704: What about Nebulized medications (spontaneously breathing patients)

Nebulizers are associated with aerosolization and potentially increase the risk of SARS-CoV-2 transmission. In patients with suspected or documented COVID-19, nebulized bronchodilator therapy should be reserved for acute bronchospasm (eg, in the setting of asthma or chronic obstructive pulmonary disease [COPD] exacerbation). Otherwise, nebulized therapy should generally be avoided, in particular for indications without a clear evidence-base; however some uses (eg, hypertonic saline for cystic fibrosis) may need to be individualized.

705: What to use

Metered dose inhalers (MDIs) with spacer devices should be used instead of nebulizers for management of chronic conditions (eg, asthma or COPD controller therapy).

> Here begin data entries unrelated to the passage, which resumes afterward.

mod image_io;

use std::fmt;
use std::path::{Path, PathBuf};
use std::process;
use std::time::{Duration, Instant};

use clap::Parser;

use image_filter_core::filtering::domain::image_processor::ImageProcessor;
use image_filter_core::filtering::infrastructure::processor_factory::{
    create_processor, BackendPreference,
};
use image_filter_core::shared::constants::{MAX_BLUR_RADIUS, MIN_BLUR_RADIUS};
use image_filter_core::shared::error::FilterResult;
use image_filter_core::shared::pixel_buffer::PixelBuffer;

use crate::image_io::{is_image, load_image, save_image};

/// Hue rotation and Gaussian blur for images, on the GPU or the CPU.
#[derive(Parser)]
#[command(name = "image-filter")]
struct Cli {
    /// Input image file.
    input: PathBuf,

    /// Directory the filtered images are written to.
    output_dir: PathBuf,

    /// Compute backend: auto, gpu or cpu.
    #[arg(long, default_value = "auto")]
    backend: BackendPreference,

    /// Number of output slots to allocate.
    #[arg(long, default_value = "2")]
    outputs: usize,

    /// Hue rotation in degrees.
    #[arg(long, allow_hyphen_values = true)]
    hue_degrees: Option<f32>,

    /// Gaussian blur radius in pixels (1.0-25.0).
    #[arg(long)]
    blur_radius: Option<f32>,

    /// Times each filter runs, for timing comparisons between backends.
    #[arg(long, default_value = "1")]
    iterations: u32,
}

/// One filter call of a run.
#[derive(Clone, Copy, Debug, PartialEq)]
enum FilterStep {
    Hue { degrees: f32 },
    Blur { radius: f32 },
}

impl FilterStep {
    fn apply<'a>(
        self,
        processor: &'a mut dyn ImageProcessor,
        slot: usize,
    ) -> FilterResult<&'a PixelBuffer> {
        match self {
            FilterStep::Hue { degrees } => processor.rotate_hue(degrees.to_radians(), slot),
            FilterStep::Blur { radius } => processor.blur(radius, slot),
        }
    }

    fn file_tag(self) -> String {
        match self {
            FilterStep::Hue { degrees } => format!("hue{degrees}"),
            FilterStep::Blur { radius } => format!("blur{radius}"),
        }
    }
}

impl fmt::Display for FilterStep {
    fn fmt(&self, f: &mut fmt::Formatter<'_>) -> fmt::Result {
        match self {
            FilterStep::Hue { degrees } => write!(f, "rotate_hue({degrees}°)"),
            FilterStep::Blur { radius } => write!(f, "blur({radius})"),
        }
    }
}

fn main() {
    env_logger::init();

    if let Err(e) = run() {
        eprintln!("Error: {e}");
        process::exit(1);
    }
}

fn run() -> Result<(), Box<dyn std::error::Error>> {
    let cli = Cli::parse();
    validate(&cli)?;

    let image = load_image(&cli.input)?;
    log::info!(
        "Loaded {} ({}x{} {:?})",
        cli.input.display(),
        image.width(),
        image.height(),
        image.format()
    );

    let mut processor = create_processor(cli.backend)?;
    let backend_name = processor.name().to_string();
    processor.configure(&image, cli.outputs)?;

    let steps = plan_steps(&cli);
    let stem = cli
        .input
        .file_stem()
        .and_then(|s| s.to_str())
        .unwrap_or("image");

    for (i, step) in steps.into_iter().enumerate() {
        let slot = i % cli.outputs;
        let start = Instant::now();
        for _ in 1..cli.iterations {
            step.apply(processor.as_mut(), slot)?;
        }
        let result = step.apply(processor.as_mut(), slot)?;
        let per_call = start.elapsed() / cli.iterations;
        log::info!(
            "{backend_name}: {step} into slot {slot} took {} per call over {} call(s)",
            format_duration(per_call),
            cli.iterations
        );

        let path = output_path(&cli.output_dir, stem, slot, step);
        save_image(&path, result)?;
        log::info!("Output written to {}", path.display());
    }

    processor.cleanup();
    Ok(())
}

fn plan_steps(cli: &Cli) -> Vec<FilterStep> {
    let hue = cli.hue_degrees.map(|degrees| FilterStep::Hue { degrees });
    let blur = cli.blur_radius.map(|radius| FilterStep::Blur { radius });
    hue.into_iter().chain(blur).collect()
}

fn output_path(dir: &Path, stem: &str, slot: usize, step: FilterStep) -> PathBuf {
    dir.join(format!("{stem}_slot{slot}_{}.png", step.file_tag()))
}

fn format_duration(d: Duration) -> String {
    format!("{:.3} ms", d.as_secs_f64() * 1000.0)
}

fn validate(cli: &Cli) -> Result<(), Box<dyn std::error::Error>> {
    if !cli.input.exists() {
        return Err(format!("Input file not found: {}", cli.input.display()).into());
    }
    if !is_image(&cli.input) {
        return Err(format!("Unsupported image format: {}", cli.input.display()).into());
    }
    if cli.outputs == 0 {
        return Err("Outputs must be at least 1".into());
    }
    if cli.iterations == 0 {
        return Err("Iterations must be at least 1".into());
    }
    if cli.hue_degrees.is_none() && cli.blur_radius.is_none() {
        return Err("Nothing to do: pass --hue-degrees and/or --blur-radius".into());
    }
    if let Some(radius) = cli.blur_radius {
        if !(MIN_BLUR_RADIUS..=MAX_BLUR_RADIUS).contains(&radius) {
            return Err(format!(
                "Blur radius must be between {MIN_BLUR_RADIUS} and {MAX_BLUR_RADIUS}, got {radius}"
            )
            .into());
        }
    }
    Ok(())
}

706: If nebuliser is necessary

If nebulized therapy is used, patients should be in an airborne infection isolation room, and healthcare workers should use contact and airborne precautions with appropriate personal protection equipment (PPE); this includes a N95 mask with goggles and face shield or equivalent (eg, powered air-purifying respirator [PAPR] mask]) as well as gloves and gown.

All non-essential personnel should leave the room during nebulization. Some experts also

707 : what needs to be avoided

•Positive airway devices for chronic nocturnal ventilation support

•Chest physical therapy or oscillatory devices

•Oral or airway suctioning

●Sputum induction should be avoided

●Bronchoscopy should be avoided in spontaneously breathing patients and limited to therapeutic indications (eg, life-threatening hemoptysis, central airway stenosis)
If any of these therapies are performed, similar PPE to that described for nebulizer therapy should be used.